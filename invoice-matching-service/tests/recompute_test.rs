//! Standalone settlement recompute.

mod common;

use common::{request, spawn_app, ACTOR};
use invoice_matching_service::matching::MatchError;
use invoice_matching_service::models::BankTransactionStatus;
use rust_decimal_macros::dec;

#[tokio::test]
async fn recompute_repairs_drifted_state_once() {
    let app = spawn_app();
    let tx = app.seed_transaction(dec!(1000.00)).await;
    let a = app.seed_invoice(dec!(600.00), dec!(600.00)).await;
    let b = app.seed_invoice(dec!(400.00), dec!(400.00)).await;
    app.seed_approved_match(&tx, a.invoice_id, dec!(600.00)).await;
    app.seed_approved_match(&tx, b.invoice_id, dec!(400.00)).await;

    let first = app
        .engine
        .recompute(tx.bank_transaction_id, ACTOR)
        .await
        .expect("recompute");
    assert!(first.changed);
    assert_eq!(first.status, BankTransactionStatus::Matched);
    assert_eq!(first.total_matched, dec!(1000.00));
    assert_eq!(first.matched_invoice_ids.len(), 2);
    assert_eq!(app.store.transaction_writes().await, 1);

    let second = app
        .engine
        .recompute(tx.bank_transaction_id, ACTOR)
        .await
        .expect("recompute");
    assert!(!second.changed);
    assert_eq!(second.status, first.status);
    assert_eq!(app.store.transaction_writes().await, 1);

    let updates = app
        .store
        .audit_entries()
        .await
        .into_iter()
        .filter(|e| e.action == "bank_transaction.settlement_updated")
        .count();
    assert_eq!(updates, 1);
}

#[tokio::test]
async fn suggested_matches_do_not_count_towards_status() {
    let app = spawn_app();
    let tx = app.seed_transaction(dec!(1000.00)).await;
    let invoice = app.seed_invoice(dec!(1000.00), dec!(0)).await;
    let other = app.seed_invoice(dec!(1000.00), dec!(0)).await;
    app.seed_approved_match(&tx, invoice.invoice_id, dec!(400.00))
        .await;
    app.seed_auto_suggestion(&tx, other.invoice_id, dec!(600.00))
        .await;

    let state = app
        .engine
        .recompute(tx.bank_transaction_id, ACTOR)
        .await
        .expect("recompute");

    assert_eq!(state.status, BankTransactionStatus::PartiallyMatched);
    assert_eq!(state.total_matched, dec!(400.00));
    assert_eq!(state.matched_invoice_ids, vec![invoice.invoice_id]);
}

#[tokio::test]
async fn stale_auto_suggestions_are_purged_after_manual_match() {
    let app = spawn_app();
    let tx = app.seed_transaction(dec!(500.00)).await;
    let invoice = app.seed_invoice(dec!(500.00), dec!(0)).await;
    let stale = app
        .seed_auto_suggestion(&tx, invoice.invoice_id, dec!(500.00))
        .await;

    app.engine
        .create_manual_match(request(&tx, &invoice), ACTOR)
        .await
        .expect("match should apply");

    let remaining = app.store.matches().await;
    assert_eq!(remaining.len(), 1);
    assert_ne!(remaining[0].match_id, stale.match_id);
    assert_eq!(remaining[0].status, "approved");
}

#[tokio::test]
async fn recompute_unknown_transaction_is_not_found() {
    let app = spawn_app();

    let err = app
        .engine
        .recompute(uuid::Uuid::new_v4(), ACTOR)
        .await
        .unwrap_err();

    assert!(matches!(err, MatchError::NotFound(_)));
}
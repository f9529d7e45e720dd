//! Invoice Matching Service - manual bank transaction to invoice reconciliation
//! with settlement recompute and subscription funding cascade.

pub mod config;
pub mod dtos;
pub mod handlers;
pub mod matching;
pub mod middleware;
pub mod models;
pub mod services;
pub mod startup;

pub use startup::{build_router, AppState};
//! Manual bank transaction to invoice matching.

pub mod amount;
pub mod applier;
pub mod cascade;
pub mod classifier;
pub mod engine;
pub mod error;
pub mod proposal;
pub mod reconciler;
pub mod settlement;

pub use amount::{to_amount, to_amount_opt, AMOUNT_EPSILON, FUNDED_RATIO_THRESHOLD};
pub use cascade::CascadeOutcome;
pub use classifier::MatchClassification;
pub use engine::{ManualMatchOutcome, ManualMatchRequest, MatchingEngine, TransactionMatches};
pub use error::MatchError;
pub use reconciler::TransactionState;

________

### Activity
Please show each line in the records above that contains "classifier".

### Finished task
pub mod classifier;
pub use classifier::MatchClassification;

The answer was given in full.